▶ Provided records
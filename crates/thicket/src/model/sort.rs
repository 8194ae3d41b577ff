//! Ordering policies for batch operations.
//!
//! A batch request (delete, export, ...) driven by a multi-selection is a
//! list of coordinates that may mix whole-group markers `(row, -1)` with
//! individually named leaves. [`SortPolicy`] resolves such a list into the
//! order the batch should visit it.

use std::collections::HashSet;

use serde::{Deserialize, Serialize};
use thicket_core::logging::targets;

use super::coordinate::Coordinate;
use super::tree::{HierarchicalIndexTree, at};

/// How [`HierarchicalIndexTree::sort_coordinates`] orders a request.
#[derive(Debug, Clone, Copy, PartialEq, Eq, Hash, Serialize, Deserialize)]
#[serde(rename_all = "snake_case")]
pub enum SortPolicy {
    /// Lexicographic by `(row, col)`, row first.
    Ascending,
    /// Reverse lexicographic by `(row, col)`.
    Descending,
    /// Whole-group markers expand to every leaf of the group; leaves whose
    /// group is also marked are dropped. Input order is kept.
    ParentFirst,
    /// Whole-group markers are dropped; leaves pass through in input order.
    ChildFirst,
}

impl HierarchicalIndexTree {
    /// Orders `coords` according to `policy`.
    ///
    /// Only [`SortPolicy::ParentFirst`] consults the forest: a marker for an
    /// out-of-range group expands to nothing. Nothing is deduplicated, so a
    /// group marked twice expands twice and a repeated leaf stays repeated.
    ///
    /// # Example
    ///
    /// ```
    /// use thicket::{Coordinate, HierarchicalIndexTree, SortPolicy};
    ///
    /// let mut tree = HierarchicalIndexTree::new();
    /// tree.insert(Coordinate::INVALID, "g0", "a", false);
    /// tree.insert(Coordinate::group(0), "", "b", false);
    /// tree.insert(Coordinate::INVALID, "g1", "c", false);
    ///
    /// let request = [Coordinate::group(0), Coordinate::new(0, 1), Coordinate::new(1, 0)];
    /// assert_eq!(
    ///     tree.sort_coordinates(SortPolicy::ParentFirst, &request),
    ///     vec![Coordinate::new(0, 0), Coordinate::new(0, 1), Coordinate::new(1, 0)]
    /// );
    /// ```
    pub fn sort_coordinates(&self, policy: SortPolicy, coords: &[Coordinate]) -> Vec<Coordinate> {
        match policy {
            SortPolicy::Ascending => {
                let mut sorted = coords.to_vec();
                sorted.sort();
                sorted
            }
            SortPolicy::Descending => {
                let mut sorted = coords.to_vec();
                sorted.sort_by(|a, b| b.cmp(a));
                sorted
            }
            SortPolicy::ParentFirst => self.expand_group_markers(coords),
            SortPolicy::ChildFirst => coords
                .iter()
                .copied()
                .filter(|coord| !coord.is_group_marker())
                .collect(),
        }
    }

    fn expand_group_markers(&self, coords: &[Coordinate]) -> Vec<Coordinate> {
        let marked: HashSet<i32> = coords
            .iter()
            .filter(|coord| coord.is_group_marker())
            .map(|coord| coord.row)
            .collect();
        let mut resolved = Vec::with_capacity(coords.len());

        for &coord in coords {
            if !coord.is_group_marker() {
                if !marked.contains(&coord.row) {
                    resolved.push(coord);
                }
                continue;
            }
            match self.group_index(coord.row) {
                Some(row) => {
                    resolved.extend((0..self.groups[row].leaves.len()).map(|col| at(row, col)));
                }
                None => {
                    tracing::trace!(target: targets::TREE, %coord, "skipping marker for out-of-range group");
                }
            }
        }
        resolved
    }
}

▶ Exercise requirements
Scan the records above for the word "batch". Show each line in which it appears.

▶ Written solution
//! Ordering policies for batch operations.
//! A batch request (delete, export, ...) driven by a multi-selection is a
//! order the batch should visit it.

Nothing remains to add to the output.